Kemper Center Sundial

A second sundial is located in the William T. Kemper Center for Home Gardening. It is sculpted as a sunflower and inscribed with the motto: How could such sweet and wholesome hours be reckoned but with herbs and flowers.

Kemper Center Sundial
Photo by Cassidy Moody

The Schmoyer Sunquest

The Schmoyer Sunquest sits outside the west entrance to the Linnean House. The unique analemma design of the gnomon allows this sundial to display civil time. To read it, the gnomon is rotated until the light beam forms a narrow slit. The direction of the rotation is determined by the winter and summer solstice. A rough casting of this sundial was donated to the Garden by Dr. Donald Snyder, and it was completed by Bill Gottesman of Precision Sundials LLC.
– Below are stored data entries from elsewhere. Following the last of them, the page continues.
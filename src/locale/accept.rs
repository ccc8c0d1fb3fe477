//! Accept-Language ヘッダーによるロケール解決

use log::trace;

use crate::common::Request;

use super::{requested_locales, Locale, LocaleResolver, FALLBACK_LOCALE};

/// Accept-Language だけを見る読み取り専用のリゾルバー
///
/// 対応ロケールが設定されていれば、要求の中から完全一致を探し、
/// なければ言語だけが一致するものを使う。
#[derive(Debug, Clone, Default)]
pub struct AcceptHeaderLocaleResolver {
    supported: Vec<Locale>,
    default_locale: Option<Locale>,
}

impl AcceptHeaderLocaleResolver {
    pub fn new() -> Self {
        Self::default()
    }

    /// 対応ロケールを設定
    pub fn with_supported_locales(mut self, locales: impl IntoIterator<Item = Locale>) -> Self {
        self.supported = locales.into_iter().collect();
        self
    }

    /// ヘッダーがない・対応ロケールに一致しない場合のロケール
    pub fn with_default_locale(mut self, locale: Locale) -> Self {
        self.default_locale = Some(locale);
        self
    }

    pub fn supported_locales(&self) -> &[Locale] {
        &self.supported
    }

    pub fn default_locale(&self) -> Option<&Locale> {
        self.default_locale.as_ref()
    }

    fn find_supported(&self, requested: &[Locale]) -> Option<Locale> {
        let mut language_match = None;
        for candidate in requested {
            if self.supported.contains(candidate) {
                return Some(candidate.clone());
            }
            if language_match.is_none() {
                language_match = self
                    .supported
                    .iter()
                    .find(|s| s.language == candidate.language)
                    .cloned();
            }
        }
        language_match
    }
}

impl LocaleResolver for AcceptHeaderLocaleResolver {
    fn resolve_locale(&self, req: &Request) -> Locale {
        let requested = requested_locales(req);
        trace!("Requested locales: {:?}", requested);

        let first = match requested.first() {
            Some(first) => first.clone(),
            None => return self.default_locale.clone().unwrap_or(FALLBACK_LOCALE),
        };
        if self.supported.is_empty() || self.supported.contains(&first) {
            return first;
        }
        self.find_supported(&requested)
            .or_else(|| self.default_locale.clone())
            .unwrap_or(first)
    }
}
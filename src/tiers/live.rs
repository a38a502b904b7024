//! Live-DOM scanning
//!
//! The browser tier runs the selector policy against a rendered page through
//! [`LiveDocument`], and owns the browser through [`LiveSession`]. Both are
//! implemented for chromiumoxide in [`super::browser`].

use crate::browser::NavigationOptions;
use crate::error::Result;
use crate::extraction::selectors::{
    is_qualifying_image, join_fragments, LinkScan, IMAGE_SELECTORS, LINK_SELECTORS,
    TEXT_SELECTORS,
};
use crate::extraction::{LinkCandidate, LocatedContent};
use std::future::Future;
use tracing::{debug, warn};

/// An `<img>` as read from the live page
#[derive(Debug, Clone, Default, PartialEq, Eq)]
pub struct LiveImage {
    /// `src` attribute
    pub src: String,
    /// `width` attribute, verbatim
    pub width: Option<String>,
    /// `height` attribute, verbatim
    pub height: Option<String>,
}

/// Read access to a rendered page.
///
/// An `Err` means the selector could not be evaluated; the scan moves on to
/// the next selector.
pub trait LiveDocument: Send + Sync {
    /// Rendered text of every element matching `selector`
    fn texts(&self, selector: &str) -> impl Future<Output = Result<Vec<String>>> + Send;

    /// `href` of every matching anchor, in document order
    fn hrefs(&self, selector: &str) -> impl Future<Output = Result<Vec<String>>> + Send;

    /// Every matching image that has a `src`
    fn images(&self, selector: &str) -> impl Future<Output = Result<Vec<LiveImage>>> + Send;
}

/// A browser owned for exactly one extraction
pub trait LiveSession: Send + Sized {
    /// Page type produced by [`LiveSession::open`]
    type Document: LiveDocument;

    /// Open `url` and wait until it is ready to scan
    fn open(
        &self,
        url: &str,
        navigation: &NavigationOptions,
    ) -> impl Future<Output = Result<Self::Document>> + Send;

    /// Shut the browser down
    fn close(self) -> impl Future<Output = Result<()>> + Send;
}

/// Open, scan and close; the session is closed on every path.
///
/// A close failure is logged and does not replace the scan outcome.
pub async fn scan_session<S: LiveSession>(
    session: S,
    url: &str,
    navigation: &NavigationOptions,
    short_link_hosts: &[String],
) -> Result<LocatedContent> {
    let outcome = match session.open(url, navigation).await {
        Ok(document) => Ok(scan(&document, short_link_hosts).await),
        Err(e) => Err(e),
    };

    if let Err(e) = session.close().await {
        warn!("Failed to close browser cleanly: {}", e);
    }

    outcome
}

/// Locate text, link and image on a live page
pub async fn scan<D: LiveDocument>(document: &D, short_link_hosts: &[String]) -> LocatedContent {
    let located = LocatedContent {
        text: live_text(document).await,
        link: live_link(document, short_link_hosts).await,
        image: live_image(document).await,
    };

    debug!(
        has_text = located.text.is_some(),
        has_link = located.link.is_some(),
        has_image = located.image.is_some(),
        "Located live content"
    );

    located
}

async fn live_text<D: LiveDocument>(document: &D) -> Option<String> {
    for selector in TEXT_SELECTORS {
        let fragments = match document.texts(selector).await {
            Ok(fragments) => fragments,
            Err(e) => {
                debug!("Selector {} failed: {}", selector, e);
                continue;
            }
        };

        if let Some(text) = join_fragments(&fragments) {
            return Some(text);
        }
    }
    None
}

async fn live_link<D: LiveDocument>(document: &D, hosts: &[String]) -> Option<LinkCandidate> {
    let mut scan = LinkScan::default();

    for selector in LINK_SELECTORS {
        let hrefs = match document.hrefs(selector).await {
            Ok(hrefs) => hrefs,
            Err(e) => {
                debug!("Selector {} failed: {}", selector, e);
                continue;
            }
        };

        for href in &hrefs {
            if let Some(short) = scan.push(href, hosts) {
                return Some(short);
            }
        }
    }

    scan.finish()
}

async fn live_image<D: LiveDocument>(document: &D) -> Option<String> {
    for selector in IMAGE_SELECTORS {
        let images = match document.images(selector).await {
            Ok(images) => images,
            Err(e) => {
                debug!("Selector {} failed: {}", selector, e);
                continue;
            }
        };

        if let Some(img) = images.into_iter().find(|img| {
            is_qualifying_image(&img.src, img.width.as_deref(), img.height.as_deref())
        }) {
            return Some(img.src);
        }
    }
    None
}
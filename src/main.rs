//! LinkedIn post extractor CLI and MCP server
//!
//! `li-post extract <URL>` prints one extraction result; `li-post stdio` and
//! `li-post serve` run the MCP transports.

use std::path::PathBuf;

use anyhow::{Context, Result};
use clap::{Args, Parser, Subcommand};
use linkedin_post_extractor::config::ExtractorConfigBuilder;
use linkedin_post_extractor::handlers::{router, AppState};
use linkedin_post_extractor::{ExtractorConfig, McpServer, PostExtractor};
use tracing_subscriber::EnvFilter;

/// LinkedIn post extractor
#[derive(Parser, Debug)]
#[command(name = "li-post")]
#[command(version)]
#[command(about = "Extract text, links, and images from LinkedIn posts")]
struct Cli {
    #[command(subcommand)]
    command: Command,

    /// Enable verbose logging
    #[arg(short, long, global = true)]
    verbose: bool,

    #[command(flatten)]
    browser: BrowserArgs,
}

#[derive(Args, Debug)]
struct BrowserArgs {
    /// Path to Chrome/Chromium executable
    #[arg(long, global = true)]
    chrome_path: Option<String>,

    /// Disable the Chrome sandbox
    #[arg(long, global = true)]
    no_sandbox: bool,

    /// Show the browser window
    #[arg(long, global = true)]
    headed: bool,
}

#[derive(Subcommand, Debug)]
enum Command {
    /// Extract one post and print the result as JSON
    Extract {
        /// LinkedIn post URL
        url: String,

        /// Write the result to a file instead of stdout
        #[arg(short, long)]
        output: Option<PathBuf>,

        /// Print compact JSON
        #[arg(long)]
        compact: bool,
    },

    /// Serve MCP over stdin/stdout
    Stdio,

    /// Serve MCP over HTTP
    Serve {
        /// Host to bind to
        #[arg(short = 'H', long, default_value = "127.0.0.1")]
        host: String,

        /// Port to listen on
        #[arg(short, long, default_value = "8000")]
        port: u16,
    },
}

impl BrowserArgs {
    fn apply(&self, config: ExtractorConfig) -> ExtractorConfig {
        let mut builder = ExtractorConfigBuilder::from_config(config);
        if let Some(ref path) = self.chrome_path {
            builder = builder.chrome_path(path.clone());
        }
        if self.no_sandbox {
            builder = builder.sandbox(false);
        }
        if self.headed {
            builder = builder.headless(false);
        }
        builder.build()
    }
}

#[tokio::main]
async fn main() -> Result<()> {
    let cli = Cli::parse();

    let level = if cli.verbose { "debug" } else { "info" };
    let filter = EnvFilter::try_from_default_env().unwrap_or_else(|_| EnvFilter::new(level));
    tracing_subscriber::fmt()
        .with_env_filter(filter)
        .with_writer(std::io::stderr)
        .init();

    let config = cli.browser.apply(ExtractorConfig::from_env());
    let extractor = PostExtractor::new(&config).context("failed to build extractor")?;

    match cli.command {
        Command::Extract {
            url,
            output,
            compact,
        } => {
            let result = extractor.extract(&url).await;

            let json = if compact {
                serde_json::to_string(&result)?
            } else {
                serde_json::to_string_pretty(&result)?
            };

            match output {
                Some(path) => {
                    std::fs::write(&path, format!("{json}\n"))
                        .with_context(|| format!("failed to write {}", path.display()))?;
                    tracing::info!("Result written to {}", path.display());
                }
                None => println!("{json}"),
            }

            if !result.success {
                eprintln!(
                    "Error: {}",
                    result.error.as_deref().unwrap_or("extraction failed")
                );
                std::process::exit(1);
            }
        }
        Command::Stdio => {
            McpServer::new(extractor).run_stdio().await?;
        }
        Command::Serve { host, port } => {
            let listener = tokio::net::TcpListener::bind((host.as_str(), port))
                .await
                .with_context(|| format!("failed to bind {host}:{port}"))?;
            let addr = listener.local_addr()?;

            tracing::info!("LinkedIn post extractor listening on http://{}", addr);
            axum::serve(listener, router(AppState::new(extractor))).await?;
        }
    }

    Ok(())
}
Analemma – a graduated scale shaped like a figure eight that indicates the daily position of the sun throughout the course of a year.

Schmoyer Sunquest
Photo by Cassidy Moody

Ottoman Garden Sundial

The sundial in the Ottoman Garden is modeled after an historic sundial located in the Topkapi Palace in Istanbul, Turkey. Roger Bailey, of Walking Shadow Designs, designed the dial’s time-markings, and St. Louis sculptor Abraham Mohler made the marble pedestal and engravings.  The dial was installed in the Ottoman Garden in May 2008.  This sundial is unusual because it shows times in a variety of time-measurement systems.  Not only does it display hours in our usual system of 24 hours per day starting at midnight, but it also shows Italian hours (24 hours per day starting at sunset) and Babylonian hours (24 hours per day starting at sunrise).  It also displays Islamic prayer times, which are defined by the position of the sun and the lengths of shadows, and the direction to Mecca.

Sundial in Ottoman Garden
Photo by Tom Incrocci

150th Anniversary Sundial

A fifth sundial is located on the North side of Linnean House.  This dial accommodates both standard and daylight saving time, as well as the date.  Both time and date are indicated by the point on the dial plate where the shadows of the crossed rods intersect.  The dial plate contains logos for both the Missouri Botanical Garden and the North American Sundial Society.  The inscription at the bottom of the plate reads: This sundial was designed, constructed and donated to the Missouri Botanical Garden by Dr. Ronald Rinehart to commemorate the Garden’s 150th anniversary.  The dial was presented as part of the 2008 Annual Conference of the North American Sundial Society.

150th Anniversary Sundial
Photo by Cassidy Moody

This post was adapted from an original piece by Dr. Donald Snyder, Senior Professor of Electrical and Systems Engineering at Washington University, and a member of the North American Sundial Society. The Garden is one of 15 sites on his Sundial Trail for St. Louis.